INPUT RECORDS:
------------------------------------------------

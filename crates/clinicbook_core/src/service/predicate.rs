//! Person filter predicates.

use crate::model::person::Person;

/// Active filter over persons. Accepts a person when it returns `true`.
pub type PersonPredicate = Box<dyn Fn(&Person) -> bool>;

/// Predicate accepting every person.
pub fn show_all() -> PersonPredicate {
    Box::new(|_: &Person| true)
}

/// Matches persons whose name contains any keyword as a whole word.
///
/// Matching is case-insensitive; blank keywords are dropped.
#[derive(Debug, Clone, PartialEq, Eq)]
pub struct NameContainsKeywords {
    keywords: Vec<String>,
}

impl NameContainsKeywords {
    pub fn new<I, S>(keywords: I) -> Self
    where
        I: IntoIterator<Item = S>,
        S: AsRef<str>,
    {
        let keywords = keywords
            .into_iter()
            .map(|keyword| keyword.as_ref().trim().to_lowercase())
            .filter(|keyword| !keyword.is_empty())
            .collect();
        Self { keywords }
    }

    pub fn keywords(&self) -> &[String] {
        &self.keywords
    }

    pub fn matches(&self, person: &Person) -> bool {
        let name = person.name().as_str().to_lowercase();
        name.split_whitespace()
            .any(|word| self.keywords.iter().any(|keyword| keyword == word))
    }

    pub fn into_predicate(self) -> PersonPredicate {
        Box::new(move |person: &Person| self.matches(person))
    }
}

------------------------------------------------

WHAT THE EXERCISE ASKS: Report back every line of the entries in which "persons" occurs.

WRITTEN ANSWER:
/// Active filter over persons. Accepts a person when it returns `true`.
/// Matches persons whose name contains any keyword as a whole word.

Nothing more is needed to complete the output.